** DATA FOR THIS EXERCISE follows **

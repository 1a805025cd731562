use crate::Environment;
use tracing::{debug, info};
use tracing_subscriber::{prelude::*, EnvFilter};

/// Install color-eyre with a project-standard configuration.
///
/// Call this early in main() before any fallible operations. Safe to call
/// multiple times.
///
/// Configuration:
/// - Shows file:line where errors occur
/// - Hides environment variables (they may carry database credentials)
pub fn install_color_eyre() {
    let _ = color_eyre::config::HookBuilder::default()
        .display_location_section(true)
        .display_env_section(false)
        .install();
}

/// Default filter directives used when `RUST_LOG` is not set
pub fn default_filter(environment: &Environment) -> &'static str {
    if environment.is_production() {
        "warn,scylladbh=info"
    } else {
        "info,scylladbh=debug,scylla=info"
    }
}

/// Initialize tracing with environment-aware configuration and error span capture.
///
/// - **Production** (`APP_ENV=production`): JSON lines, no module targets.
/// - **Development** (default): pretty, human-readable output.
///
/// Both include `tracing_error::ErrorLayer` so eyre reports carry span traces.
/// `RUST_LOG` overrides the default filter (e.g. `RUST_LOG=scylla=debug`).
///
/// Calling this more than once is harmless; later calls are no-ops.
pub fn init_tracing(environment: &Environment) {
    let filter = EnvFilter::try_from_default_env()
        .unwrap_or_else(|_| EnvFilter::new(default_filter(environment)));

    let result = if environment.is_production() {
        tracing_subscriber::registry()
            .with(
                tracing_subscriber::fmt::layer()
                    .json()
                    .with_target(false)
                    .flatten_event(true),
            )
            .with(tracing_error::ErrorLayer::default())
            .with(filter)
            .try_init()
    } else {
        tracing_subscriber::registry()
            .with(
                tracing_subscriber::fmt::layer()
                    .with_target(true)
                    .with_file(false)
                    .with_line_number(false)
                    .pretty(),
            )
            .with(tracing_error::ErrorLayer::default())
            .with(filter)
            .try_init()
    };

    match result {
        Ok(_) => {
            info!(?environment, "Tracing initialized");
        }
        Err(_) => {
            // Already initialized (common in tests)
            debug!("Tracing already initialized, skipping re-initialization");
        }
    }
}

#[cfg(test)]
mod tests {
    use super::*;

    #[test]
    fn test_default_filter_per_environment() {
        assert!(default_filter(&Environment::Production).starts_with("warn"));
        assert!(default_filter(&Environment::Development).contains("scylladbh=debug"));
    }

    #[test]
    fn test_default_filter_is_valid_directive() {
        for env in [Environment::Development, Environment::Production] {
            assert!(EnvFilter::try_new(default_filter(&env)).is_ok());
        }
    }

    #[test]
    fn test_init_tracing_multiple_calls() {
        // Should not panic when called multiple times
        init_tracing(&Environment::Development);
        init_tracing(&Environment::Production);
    }

    #[test]
    fn test_init_tracing_with_rust_log_env() {
        temp_env::with_var("RUST_LOG", Some("trace"), || {
            init_tracing(&Environment::Development);
        });
    }
}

** End of DATA FOR THIS EXERCISE **

■ WHAT THIS TASK INVOLVES: Output the complete data exactly as written.

■ RESULT FOR THIS TASK:
repository 1a805025cd731562
use crate::Environment;
use tracing::{debug, info};
use tracing_subscriber::{prelude::*, EnvFilter};

/// Install color-eyre with a project-standard configuration.
///
/// Call this early in main() before any fallible operations. Safe to call
/// multiple times.
///
/// Configuration:
/// - Shows file:line where errors occur
/// - Hides environment variables (they may carry database credentials)
pub fn install_color_eyre() {
    let _ = color_eyre::config::HookBuilder::default()
        .display_location_section(true)
        .display_env_section(false)
        .install();
}

/// Default filter directives used when `RUST_LOG` is not set
pub fn default_filter(environment: &Environment) -> &'static str {
    if environment.is_production() {
        "warn,scylladbh=info"
    } else {
        "info,scylladbh=debug,scylla=info"
    }
}

/// Initialize tracing with environment-aware configuration and error span capture.
///
/// - **Production** (`APP_ENV=production`): JSON lines, no module targets.
/// - **Development** (default): pretty, human-readable output.
///
/// Both include `tracing_error::ErrorLayer` so eyre reports carry span traces.
/// `RUST_LOG` overrides the default filter (e.g. `RUST_LOG=scylla=debug`).
///
/// Calling this more than once is harmless; later calls are no-ops.
pub fn init_tracing(environment: &Environment) {
    let filter = EnvFilter::try_from_default_env()
        .unwrap_or_else(|_| EnvFilter::new(default_filter(environment)));

    let result = if environment.is_production() {
        tracing_subscriber::registry()
            .with(
                tracing_subscriber::fmt::layer()
                    .json()
                    .with_target(false)
                    .flatten_event(true),
            )
            .with(tracing_error::ErrorLayer::default())
            .with(filter)
            .try_init()
    } else {
        tracing_subscriber::registry()
            .with(
                tracing_subscriber::fmt::layer()
                    .with_target(true)
                    .with_file(false)
                    .with_line_number(false)
                    .pretty(),
            )
            .with(tracing_error::ErrorLayer::default())
            .with(filter)
            .try_init()
    };

    match result {
        Ok(_) => {
            info!(?environment, "Tracing initialized");
        }
        Err(_) => {
            // Already initialized (common in tests)
            debug!("Tracing already initialized, skipping re-initialization");
        }
    }
}

#[cfg(test)]
mod tests {
    use super::*;

    #[test]
    fn test_default_filter_per_environment() {
        assert!(default_filter(&Environment::Production).starts_with("warn"));
        assert!(default_filter(&Environment::Development).contains("scylladbh=debug"));
    }

    #[test]
    fn test_default_filter_is_valid_directive() {
        for env in [Environment::Development, Environment::Production] {
            assert!(EnvFilter::try_new(default_filter(&env)).is_ok());
        }
    }

    #[test]
    fn test_init_tracing_multiple_calls() {
        // Should not panic when called multiple times
        init_tracing(&Environment::Development);
        init_tracing(&Environment::Production);
    }

    #[test]
    fn test_init_tracing_with_rust_log_env() {
        temp_env::with_var("RUST_LOG", Some("trace"), || {
            init_tracing(&Environment::Development);
        });
    }
}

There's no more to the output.